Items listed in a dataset

━━━━━━━━━━━━━━━━━━━━━━━━━━━━━━

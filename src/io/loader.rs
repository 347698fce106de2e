use std::io::ErrorKind;
#[cfg(feature = "io_ply")]
use std::io::{
    BufReader,
    Cursor,
};

use bevy::asset::{
    AssetLoader,
    LoadContext,
    io::Reader,
};

use crate::splat::buffer::SplatBuffer;


#[derive(Default)]
pub struct SplatBufferLoader;

impl AssetLoader for SplatBufferLoader {
    type Asset = SplatBuffer;
    type Settings = ();
    type Error = std::io::Error;

    async fn load(
        &self,
        reader: &mut dyn Reader,
        _settings: &Self::Settings,
        load_context: &mut LoadContext<'_>,
    ) -> Result<Self::Asset, Self::Error> {
        let mut bytes = Vec::new();
        reader.read_to_end(&mut bytes).await?;

        let buffer = match load_context.path().extension() {
            Some(ext) if ext == "ply" => {
                #[cfg(feature = "io_ply")]
                {
                    let cursor = Cursor::new(bytes);
                    let mut f = BufReader::new(cursor);

                    crate::io::ply::parse_ply(&mut f)?
                }

                #[cfg(not(feature = "io_ply"))]
                {
                    return Err(std::io::Error::other("ply support not enabled, enable with io_ply feature"));
                }
            }
            Some(ext) if ext == "splat" => crate::io::splat::parse_splat(bytes)?,
            Some(ext) if ext == "gsplat" => {
                #[cfg(feature = "io_flexbuffers")]
                {
                    use crate::io::codec::SplatCodec;

                    SplatBuffer::decode(bytes.as_slice())?
                }

                #[cfg(not(feature = "io_flexbuffers"))]
                {
                    return Err(std::io::Error::other("gsplat support not enabled, enable with io_flexbuffers feature"));
                }
            }
            _ => return Err(std::io::Error::other("only .ply, .splat and .gsplat supported")),
        };

        buffer.validate()
            .map_err(|err| std::io::Error::new(ErrorKind::InvalidData, err))?;

        bevy::log::info!(
            path = %load_context.path().display(),
            splat_count = buffer.splat_count,
            sh = buffer.sh_data.is_some(),
            "loaded splat asset"
        );

        Ok(buffer)
    }

    fn extensions(&self) -> &[&str] {
        &["ply", "splat", "gsplat"]
    }
}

━━━━━━━━━━━━━━━━━━━━━━━━━━━━━━

Assignment
Working through the entries above, copy every line in which "LoadContext" is found.

Expected output
    LoadContext,
        load_context: &mut LoadContext<'_>,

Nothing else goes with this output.